*Exercise:*
Wherever the string "Mutex" occurs in a line of these records, report that line.

*Source material:*
++++++++++

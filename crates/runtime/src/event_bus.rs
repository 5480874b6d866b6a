use std::collections::VecDeque;

/// An event stamped with its emission order.
#[derive(Debug, Clone, PartialEq, Eq)]
pub struct Stamped<E> {
    pub seq: u64,
    pub event: E,
}

/// Bounded in-memory record of lifecycle events.
///
/// Long-lived components (the realtime channel in particular) emit here so
/// that conditions which are never raised as errors stay observable. Once
/// `capacity` is reached the oldest entry is discarded.
#[derive(Debug)]
pub struct EventBus<E> {
    next_seq: u64,
    capacity: usize,
    events: VecDeque<Stamped<E>>,
}

impl<E> EventBus<E> {
    pub const DEFAULT_CAPACITY: usize = 256;

    pub fn new() -> Self {
        Self::with_capacity(Self::DEFAULT_CAPACITY)
    }

    pub fn with_capacity(capacity: usize) -> Self {
        Self {
            next_seq: 0,
            capacity: capacity.max(1),
            events: VecDeque::new(),
        }
    }

    pub fn emit(&mut self, event: E) -> u64 {
        let seq = self.next_seq;
        self.next_seq += 1;
        if self.events.len() == self.capacity {
            self.events.pop_front();
        }
        self.events.push_back(Stamped { seq, event });
        seq
    }

    pub fn events(&self) -> impl Iterator<Item = &E> {
        self.events.iter().map(|s| &s.event)
    }

    pub fn last(&self) -> Option<&E> {
        self.events.back().map(|s| &s.event)
    }

    pub fn len(&self) -> usize {
        self.events.len()
    }

    pub fn is_empty(&self) -> bool {
        self.events.is_empty()
    }

    pub fn drain(&mut self) -> Vec<Stamped<E>> {
        self.events.drain(..).collect()
    }
}

impl<E> Default for EventBus<E> {
    fn default() -> Self {
        Self::new()
    }
}
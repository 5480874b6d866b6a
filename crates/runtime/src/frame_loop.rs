//! Display-rate callback loop with a scoped lifetime.
//!
//! [`FrameLoop`] owns the task that calls back once per frame. The task is
//! aborted when the handle is stopped or dropped, so a loop can never outlive
//! the component that started it.

use std::ops::ControlFlow;
use std::sync::atomic::{AtomicU64, Ordering};
use std::sync::Arc;

use tokio::task::JoinHandle;
use tokio::time::MissedTickBehavior;
use tracing::debug;

use crate::frame::{Frame, FrameClock};

pub struct FrameLoop {
    task: Option<JoinHandle<()>>,
    frames: Arc<AtomicU64>,
}

impl FrameLoop {
    /// Starts calling `on_frame` at `rate_hz` until it returns
    /// `ControlFlow::Break`, or until the loop is stopped or dropped.
    ///
    /// Must be called from within a tokio runtime.
    pub fn start<F>(rate_hz: f64, mut on_frame: F) -> Self
    where
        F: FnMut(Frame) -> ControlFlow<()> + Send + 'static,
    {
        let frames = Arc::new(AtomicU64::new(0));
        let counter = frames.clone();
        let mut clock = FrameClock::new(rate_hz);

        let task = tokio::spawn(async move {
            let mut ticker = tokio::time::interval(clock.interval());
            ticker.set_missed_tick_behavior(MissedTickBehavior::Skip);
            loop {
                ticker.tick().await;
                let frame = clock.tick();
                counter.fetch_add(1, Ordering::Relaxed);
                if on_frame(frame).is_break() {
                    debug!("frame loop finished at frame {}", frame.index);
                    break;
                }
            }
        });

        Self {
            task: Some(task),
            frames,
        }
    }

    pub fn is_running(&self) -> bool {
        self.task.as_ref().is_some_and(|t| !t.is_finished())
    }

    pub fn frames_run(&self) -> u64 {
        self.frames.load(Ordering::Relaxed)
    }

    /// Cancels the loop. Idempotent.
    pub fn stop(&mut self) {
        if let Some(task) = self.task.take() {
            task.abort();
            debug!("frame loop cancelled after {} frames", self.frames_run());
        }
    }
}

impl Drop for FrameLoop {
    fn drop(&mut self) {
        self.stop();
    }
}
use std::ops::ControlFlow;
use std::sync::Arc;

use parking_lot::Mutex;
use runtime::frame_loop::FrameLoop;

use crate::animator::WindFieldAnimator;
use crate::field::WindVector;
use crate::render::RenderFrame;

pub type SharedAnimator = Arc<Mutex<WindFieldAnimator>>;

/// A running wind overlay: the animator plus the frame loop that ticks it.
///
/// Each frame ticks and renders under the animator lock, so a concurrent
/// [`reseed`](WindAnimation::reseed) is seen either entirely or not at all.
/// Dropping the value cancels the loop.
pub struct WindAnimation {
    animator: SharedAnimator,
    frame_loop: FrameLoop,
}

impl WindAnimation {
    /// Starts ticking at `rate_hz`, handing every rendered frame to `sink`.
    /// The loop ends early if `sink` returns `ControlFlow::Break`.
    pub fn start<F>(animator: WindFieldAnimator, rate_hz: f64, mut sink: F) -> Self
    where
        F: FnMut(RenderFrame) -> ControlFlow<()> + Send + 'static,
    {
        let animator = Arc::new(Mutex::new(animator));
        let shared = animator.clone();
        let frame_loop = FrameLoop::start(rate_hz, move |_frame| {
            let rendered = {
                let mut a = shared.lock();
                a.tick();
                a.render()
            };
            sink(rendered)
        });
        Self {
            animator,
            frame_loop,
        }
    }

    pub fn animator(&self) -> &SharedAnimator {
        &self.animator
    }

    pub fn reseed(&self, wind: WindVector) {
        self.animator.lock().reseed(wind);
    }

    pub fn is_running(&self) -> bool {
        self.frame_loop.is_running()
    }

    pub fn frames_run(&self) -> u64 {
        self.frame_loop.frames_run()
    }

    pub fn stop(&mut self) {
        self.frame_loop.stop();
    }
}

#[cfg(test)]
mod tests {
    use super::WindAnimation;
    use crate::animator::{AnimatorConfig, WindFieldAnimator};
    use crate::field::WindVector;
    use foundation::bounds::Viewport;
    use std::ops::ControlFlow;
    use std::sync::Arc;
    use std::sync::atomic::{AtomicU64, Ordering};
    use std::time::Duration;

    fn animator() -> WindFieldAnimator {
        let config = AnimatorConfig {
            particles: 50,
            seed: Some(1),
            ..AnimatorConfig::default()
        };
        WindFieldAnimator::new(config, Viewport::new(200.0, 100.0), WindVector::new(10.0, 0.0))
    }

    #[tokio::test(start_paused = true)]
    async fn ticks_until_stopped() {
        let mut anim = WindAnimation::start(animator(), 50.0, |frame| {
            assert_eq!(frame.dots().count(), 50);
            ControlFlow::Continue(())
        });
        tokio::time::sleep(Duration::from_millis(200)).await;
        assert!(anim.is_running());
        let ticked = anim.animator().lock().ticks();
        assert!(ticked >= 5, "only {ticked} ticks");

        anim.stop();
        tokio::time::sleep(Duration::from_millis(200)).await;
        assert_eq!(anim.animator().lock().ticks(), ticked);
    }

    #[tokio::test(start_paused = true)]
    async fn reseed_applies_to_running_field() {
        let anim = WindAnimation::start(animator(), 50.0, |_| ControlFlow::Continue(()));
        tokio::time::sleep(Duration::from_millis(50)).await;
        anim.reseed(WindVector::new(0.0, 0.0));
        assert!(anim.animator().lock().particles().iter().all(|p| p.vx == 0.0 && p.vy == 0.0));
    }

    #[tokio::test(start_paused = true)]
    async fn sink_can_end_the_animation() {
        let seen = Arc::new(AtomicU64::new(0));
        let counter = seen.clone();
        let anim = WindAnimation::start(animator(), 50.0, move |frame| {
            counter.store(frame.index, Ordering::SeqCst);
            if frame.index >= 3 {
                ControlFlow::Break(())
            } else {
                ControlFlow::Continue(())
            }
        });
        tokio::time::sleep(Duration::from_millis(500)).await;
        assert!(!anim.is_running());
        assert_eq!(seen.load(Ordering::SeqCst), 3);
    }
}
//! Realtime update channel: wire protocol, reconnect policy, handler registry
//! and the WebSocket driver.

pub mod backoff;
pub mod channel;
pub mod protocol;
pub mod registry;
pub mod transport;
pub mod ws;

pub use backoff::*;
pub use channel::*;
pub use protocol::*;
pub use registry::*;
pub use transport::*;
pub use ws::{SharedChannel, WsChannel, WsTransport};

++++++++++

*Your solution:*
use parking_lot::Mutex;
pub type SharedAnimator = Arc<Mutex<WindFieldAnimator>>;
        let animator = Arc::new(Mutex::new(animator));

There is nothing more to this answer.